Talking Solidarity And Starchy Side Dishes, With Albert Burneko
11:08 AM EST on November 26, 2020
I have been dreaming about my parents, which is less poignant than it sounds. I dreamt of my father plying me with dessert, which he kept calling "big food" in the dream; in that same dream, a raccoon emerged from behind a cluttered counter in what felt like but was not quite my parents' cluttered kitchen and my father warned me that "he [the raccoon] is very argumentative" just before the creature leapt onto my neck. The screeching raccoon in the dream was revealed, when I woke, to just be some whining construction sound from within my building insinuating itself into my sleeping brain.
Even beyond that literal intrusion, though, there is nothing much to parse, here: big food pretty much speaks for itself, and the broader threat of the moment tends to make a person worry about and wish for home, and the noise of the waking world has been troubling my sleep for a long time now. The calm of what has always been my favorite holiday—again, it mostly comes down to big food—has been replaced by the tumultuous menace and howling abandonment and shame of everything else. Thanksgiving is still about as good a holiday as we've got, even under this pressure and this diminution, and so Drew and I had fellow Big Food Lifestyle Influencer Albert Burneko on to talk about the holiday, and this particular iteration of it, and how we all got here.
That was not all we talked about, though, because that would've been a bummer. We talked about other bummers, too. Most of this had to do with the queasy fraudulence of how the NFL has and more crucially has not responded to Covid, and some of it is about how the broader culture has seemingly come to accept and even embrace defeat on that front. But also we talked about the tragic cultural significance and highly variable individual experience of smoking cigars, and how much cash money we would plunk down to safely watch a middling movie in a movie theater. Albert also revealed a rich seam of rage at Antawn Jamison, which was a dark window into the life of a Washington Wizards casualty with a memory for detail. In its way, this was probably the darkest part of the episode.
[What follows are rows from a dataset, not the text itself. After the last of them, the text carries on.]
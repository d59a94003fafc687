//! Deal search and lookup service.

use std::sync::Arc;

use crate::domain::entities::Deal;
use crate::domain::repositories::{DealFilter, DealRepository};
use crate::error::AppError;
use serde_json::json;

/// Service for filtered deal listing and single-deal lookup.
///
/// The listing is unbounded: every matching row is returned and
/// pagination happens on the client.
pub struct DealService {
    repository: Arc<dyn DealRepository>,
}

impl DealService {
    /// Creates a new deal service.
    pub fn new(repository: Arc<dyn DealRepository>) -> Self {
        Self { repository }
    }

    /// Lists all deals matching `filter`, newest first.
    ///
    /// # Errors
    ///
    /// Returns [`AppError::Internal`] on database errors.
    pub async fn list_deals(&self, filter: &DealFilter) -> Result<Vec<Deal>, AppError> {
        let deals = self.repository.find_filtered(filter).await?;

        tracing::info!(
            matched = deals.len(),
            filtered = !filter.is_empty(),
            "Listed deals"
        );

        Ok(deals)
    }

    /// Retrieves a single deal.
    ///
    /// # Errors
    ///
    /// Returns [`AppError::NotFound`] with the message `Deal not found` if no row
    /// has this id.
    /// Returns [`AppError::Internal`] on database errors.
    pub async fn get_deal(&self, id: i64) -> Result<Deal, AppError> {
        self.repository
            .find_by_id(id)
            .await?
            .ok_or_else(|| AppError::not_found("Deal not found", json!({ "id": id })))
    }

    /// Checks database connectivity.
    pub async fn health_check(&self) -> Result<(), AppError> {
        self.repository.ping().await
    }
}
//! Business logic services for the application layer.

pub mod deal_service;

pub use deal_service::DealService;
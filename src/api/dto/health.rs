//! DTOs for health check endpoint.

use serde::Serialize;

/// Health check response with component status.
#[derive(Debug, Serialize)]
pub struct HealthResponse {
    pub status: String,
    pub version: String,
    pub checks: HealthChecks,
}

/// Health status for each system component.
#[derive(Debug, Serialize)]
pub struct HealthChecks {
    pub database: CheckStatus,
}

/// Individual component health status.
#[derive(Debug, Serialize)]
pub struct CheckStatus {
    pub status: String,

    #[serde(skip_serializing_if = "Option::is_none")]
    pub message: Option<String>,
}
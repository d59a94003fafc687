//! Deal entity representing a sales-pipeline record.

use chrono::{DateTime, Utc};
use rust_decimal::Decimal;
use serde::{Deserialize, Serialize};
use std::fmt;
use std::str::FromStr;

/// Lifecycle stage of a deal.
///
/// Transmitted verbatim on the wire (`new`, `in_progress`, `negotiation`,
/// `won`, `lost`) and stored as the PostgreSQL enum `deal_stage`.
#[derive(Debug, Clone, Copy, PartialEq, Eq, Hash, Serialize, Deserialize, sqlx::Type)]
#[serde(rename_all = "snake_case")]
#[sqlx(type_name = "deal_stage", rename_all = "snake_case")]
pub enum DealStage {
    New,
    InProgress,
    Negotiation,
    Won,
    Lost,
}

impl DealStage {
    /// All stages in pipeline order.
    pub const ALL: [DealStage; 5] = [
        DealStage::New,
        DealStage::InProgress,
        DealStage::Negotiation,
        DealStage::Won,
        DealStage::Lost,
    ];

    /// Wire representation of the stage.
    pub fn as_str(&self) -> &'static str {
        match self {
            DealStage::New => "new",
            DealStage::InProgress => "in_progress",
            DealStage::Negotiation => "negotiation",
            DealStage::Won => "won",
            DealStage::Lost => "lost",
        }
    }

    /// Human-readable label.
    pub fn label(&self) -> &'static str {
        match self {
            DealStage::New => "New",
            DealStage::InProgress => "In Progress",
            DealStage::Negotiation => "Negotiation",
            DealStage::Won => "Won",
            DealStage::Lost => "Lost",
        }
    }
}

impl fmt::Display for DealStage {
    fn fmt(&self, f: &mut fmt::Formatter<'_>) -> fmt::Result {
        f.write_str(self.as_str())
    }
}

/// Error returned when a string is not one of the known stage names.
#[derive(Debug, Clone, PartialEq, Eq, thiserror::Error)]
#[error("unknown deal stage '{0}' (expected one of: new, in_progress, negotiation, won, lost)")]
pub struct UnknownStage(pub String);

impl FromStr for DealStage {
    type Err = UnknownStage;

    fn from_str(s: &str) -> Result<Self, Self::Err> {
        DealStage::ALL
            .into_iter()
            .find(|stage| stage.as_str() == s)
            .ok_or_else(|| UnknownStage(s.to_string()))
    }
}

/// A sales deal as stored in the `deals` table.
///
/// Read-only to this service. JSON field names match the column names.
#[derive(Debug, Clone, PartialEq, Serialize, Deserialize, sqlx::FromRow)]
pub struct Deal {
    pub id: i64,
    pub name: String,
    pub contact_name: String,
    pub company: String,
    #[serde(with = "rust_decimal::serde::float")]
    pub value: Decimal,
    pub stage: DealStage,
    pub created_at: DateTime<Utc>,
    pub close_date: Option<DateTime<Utc>>,
}

#[cfg(test)]
mod tests {
    use super::*;
    use chrono::TimeZone;

    fn sample_deal() -> Deal {
        Deal {
            id: 7,
            name: "Acme renewal".to_string(),
            contact_name: "Jane Roe".to_string(),
            company: "Acme Corp".to_string(),
            value: Decimal::new(1250050, 2),
            stage: DealStage::InProgress,
            created_at: Utc.with_ymd_and_hms(2025, 3, 1, 9, 30, 0).unwrap(),
            close_date: None,
        }
    }

    #[test]
    fn test_stage_round_trips_through_str() {
        for stage in DealStage::ALL {
            assert_eq!(stage.as_str().parse::<DealStage>().unwrap(), stage);
        }
    }

    #[test]
    fn test_stage_rejects_unknown_and_mixed_case() {
        assert!("closed".parse::<DealStage>().is_err());
        assert!("Won".parse::<DealStage>().is_err());
        assert!("".parse::<DealStage>().is_err());
    }

    #[test]
    fn test_stage_serializes_verbatim() {
        let json = serde_json::to_string(&DealStage::InProgress).unwrap();
        assert_eq!(json, "\"in_progress\"");
    }

    #[test]
    fn test_deal_json_uses_column_names() {
        let json = serde_json::to_value(sample_deal()).unwrap();

        assert_eq!(json["contact_name"], "Jane Roe");
        assert_eq!(json["stage"], "in_progress");
        assert_eq!(json["value"], 12500.5);
        assert!(json["close_date"].is_null());
    }

    #[test]
    fn test_deal_value_is_json_number() {
        let json = serde_json::to_value(sample_deal()).unwrap();
        assert!(json["value"].is_number(), "value is {}", json["value"]);

        let whole = Deal {
            value: Decimal::new(5000, 0),
            ..sample_deal()
        };
        assert_eq!(serde_json::to_value(whole).unwrap()["value"], 5000.0);
    }

    #[test]
    fn test_deal_deserializes_float_value() {
        let mut json = serde_json::to_value(sample_deal()).unwrap();
        json["value"] = serde_json::json!(1500.25);

        let deal: Deal = serde_json::from_value(json).unwrap();
        assert_eq!(deal.value, Decimal::new(150025, 2));
    }

    #[test]
    fn test_deal_deserializes_integer_value() {
        let json = r#"{
            "id": 1,
            "name": "Pilot",
            "contact_name": "Sam",
            "company": "Globex",
            "value": 5000,
            "stage": "won",
            "created_at": "2025-01-10T00:00:00Z",
            "close_date": "2025-02-01T00:00:00Z"
        }"#;

        let deal: Deal = serde_json::from_str(json).unwrap();
        assert_eq!(deal.value, Decimal::new(5000, 0));
        assert_eq!(deal.stage, DealStage::Won);
        assert!(deal.close_date.is_some());
    }
}
//! Decoding of the deals list response.
//!
//! The endpoint has historically answered with several envelopes. Each known
//! shape is a [`DealsResponse`] variant; [`DealsResponse::canonicalize`] is the
//! one place they collapse into a [`DealPage`]. Anything else is a
//! [`DecodeError`], never an empty list.

use crate::domain::entities::Deal;
use serde_json::{Map, Value};

/// Canonical result of one list request.
#[derive(Debug, Clone, Default, PartialEq)]
pub struct DealPage {
    pub deals: Vec<Deal>,
    /// Number of matching deals on the server.
    pub total: u64,
}

/// Every response shape the client understands.
#[derive(Debug, Clone, PartialEq)]
pub enum DealsResponse {
    /// `[ ... ]`
    Bare(Vec<Deal>),
    /// `{ "deals": [ ... ], "total"?: n }`
    Deals { deals: Vec<Deal>, total: Option<u64> },
    /// `{ "data": [ ... ], "total"?: n }`
    Data { deals: Vec<Deal>, total: Option<u64> },
    /// `{ "data": { "deals": [ ... ], "total"?: n }, "total"?: n }`
    NestedData { deals: Vec<Deal>, total: Option<u64> },
}

#[derive(Debug, thiserror::Error)]
pub enum DecodeError {
    #[error("response body is not valid JSON: {0}")]
    MalformedJson(#[source] serde_json::Error),
    #[error("unsupported response shape")]
    UnsupportedShape,
    #[error("invalid deal in response: {0}")]
    InvalidDeal(#[source] serde_json::Error),
    #[error("'{0}' is not a non-negative integer")]
    InvalidTotal(&'static str),
}

const TOTAL_KEYS: [&str; 2] = ["total", "totalCount"];

impl DealsResponse {
    pub fn from_slice(body: &[u8]) -> Result<Self, DecodeError> {
        let value = serde_json::from_slice(body).map_err(DecodeError::MalformedJson)?;
        Self::decode(value)
    }

    /// Classifies a JSON value.
    ///
    /// Shapes are tried in order: bare array, top-level `deals`, `data` as an
    /// array, then `data.deals`. The explicit count is read from `total` or
    /// `totalCount`, inner object first, then top level.
    pub fn decode(value: Value) -> Result<Self, DecodeError> {
        let mut object = match value {
            Value::Array(items) => return Ok(DealsResponse::Bare(parse_deals(items)?)),
            Value::Object(object) => object,
            _ => return Err(DecodeError::UnsupportedShape),
        };

        let top_total = find_total(&object)?;

        if let Some(deals) = object.remove("deals") {
            let Value::Array(items) = deals else {
                return Err(DecodeError::UnsupportedShape);
            };
            return Ok(DealsResponse::Deals {
                deals: parse_deals(items)?,
                total: top_total,
            });
        }

        match object.remove("data") {
            Some(Value::Array(items)) => Ok(DealsResponse::Data {
                deals: parse_deals(items)?,
                total: top_total,
            }),
            Some(Value::Object(mut inner)) => {
                let Some(Value::Array(items)) = inner.remove("deals") else {
                    return Err(DecodeError::UnsupportedShape);
                };
                let total = find_total(&inner)?.or(top_total);
                Ok(DealsResponse::NestedData {
                    deals: parse_deals(items)?,
                    total,
                })
            }
            _ => Err(DecodeError::UnsupportedShape),
        }
    }

    /// Collapses any shape into a page; `total` falls back to the number of
    /// deals when the server sent no count.
    pub fn canonicalize(self) -> DealPage {
        let (deals, total) = match self {
            DealsResponse::Bare(deals) => (deals, None),
            DealsResponse::Deals { deals, total }
            | DealsResponse::Data { deals, total }
            | DealsResponse::NestedData { deals, total } => (deals, total),
        };
        let total = total.unwrap_or(deals.len() as u64);
        DealPage { deals, total }
    }
}

fn parse_deals(items: Vec<Value>) -> Result<Vec<Deal>, DecodeError> {
    items
        .into_iter()
        .map(|item| serde_json::from_value(item).map_err(DecodeError::InvalidDeal))
        .collect()
}

fn find_total(object: &Map<String, Value>) -> Result<Option<u64>, DecodeError> {
    for key in TOTAL_KEYS {
        match object.get(key) {
            None | Some(Value::Null) => continue,
            Some(value) => {
                return value
                    .as_u64()
                    .map(Some)
                    .ok_or(DecodeError::InvalidTotal(key));
            }
        }
    }
    Ok(None)
}
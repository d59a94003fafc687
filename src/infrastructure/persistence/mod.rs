//! PostgreSQL repository implementations.
//!
//! - [`PgDealRepository`] - Filtered and single-deal reads

pub mod pg_deal_repository;

pub use pg_deal_repository::PgDealRepository;
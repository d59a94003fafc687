//! Repository trait definitions for the domain layer.
//!
//! Traits define the data-access contract; the PostgreSQL implementation lives
//! in `crate::infrastructure::persistence`. Mock implementations are generated
//! via `mockall` for unit tests.

pub mod deal_repository;

pub use deal_repository::{DealFilter, DealRepository};

#[cfg(test)]
pub use deal_repository::MockDealRepository;
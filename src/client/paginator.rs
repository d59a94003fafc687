//! Client-side pagination over a fully fetched result set.
//!
//! Pure functions only; the source sequence is never modified.

use std::ops::RangeInclusive;

/// Maximum number of numbered page links shown at once.
pub const MAX_VISIBLE_PAGES: u32 = 5;

/// `ceil(total / limit)`; zero when `limit` is zero.
pub fn total_pages(total: u64, limit: u32) -> u32 {
    if limit == 0 {
        return 0;
    }
    let pages = total.div_ceil(u64::from(limit));
    u32::try_from(pages).unwrap_or(u32::MAX)
}

/// Returns the items of 1-indexed `page`: `items[(page - 1) * limit..][..limit]`.
///
/// Out-of-range pages yield an empty slice.
pub fn page_slice<T>(items: &[T], page: u32, limit: u32) -> &[T] {
    if page == 0 || limit == 0 {
        return &[];
    }
    let limit = limit as usize;
    let start = (page as usize - 1).saturating_mul(limit).min(items.len());
    let end = start.saturating_add(limit).min(items.len());
    &items[start..end]
}

/// Numbered pages to display around `current`.
///
/// Centred on `current` when possible; near either edge the window shifts
/// inward so it still holds [`MAX_VISIBLE_PAGES`] entries.
pub fn page_window(current: u32, total_pages: u32) -> RangeInclusive<u32> {
    if total_pages <= MAX_VISIBLE_PAGES {
        return 1..=total_pages;
    }

    let current = current.clamp(1, total_pages);
    let half = MAX_VISIBLE_PAGES / 2;
    let mut start = current.saturating_sub(half).max(1);
    let mut end = current.saturating_add(half).min(total_pages);

    if end - start + 1 < MAX_VISIBLE_PAGES {
        if start == 1 {
            end = (start + MAX_VISIBLE_PAGES - 1).min(total_pages);
        } else {
            start = end.saturating_sub(MAX_VISIBLE_PAGES - 1).max(1);
        }
    }

    start..=end
}

/// One entry of the page-number control row.
#[derive(Debug, Clone, Copy, PartialEq, Eq)]
pub enum PageControl {
    Page { number: u32, current: bool },
    Ellipsis,
}

/// Builds the page-number row: optional first-page shortcut and ellipsis,
/// the numbered window, then optional ellipsis and last-page shortcut.
pub fn page_controls(current: u32, total_pages: u32) -> Vec<PageControl> {
    let window = page_window(current, total_pages);
    if window.is_empty() {
        return Vec::new();
    }

    let (first, last) = (*window.start(), *window.end());
    let page = |number| PageControl::Page {
        number,
        current: number == current,
    };
    let mut controls = Vec::with_capacity(MAX_VISIBLE_PAGES as usize + 4);

    if first > 1 {
        controls.push(page(1));
        if first > 2 {
            controls.push(PageControl::Ellipsis);
        }
    }

    controls.extend(window.map(page));

    if last < total_pages {
        if last < total_pages - 1 {
            controls.push(PageControl::Ellipsis);
        }
        controls.push(page(total_pages));
    }

    controls
}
But there was also some good news. We announced the retirement of the Trump Question Of The Week and, blessedly and mercifully and after entirely too long, have canceled the damn Drew-sung mashup. Yes there's one more of those in here to listen to; no the experience of it was not improved by Drew kind of dancing around as he sang it on the Zoom call. But in these difficult times, I have found it helpful to keep my eyes upfield. There is some quiet, and some rest, up ahead. Get as much as you can during whatever version of this holiday you can have. You've earned it.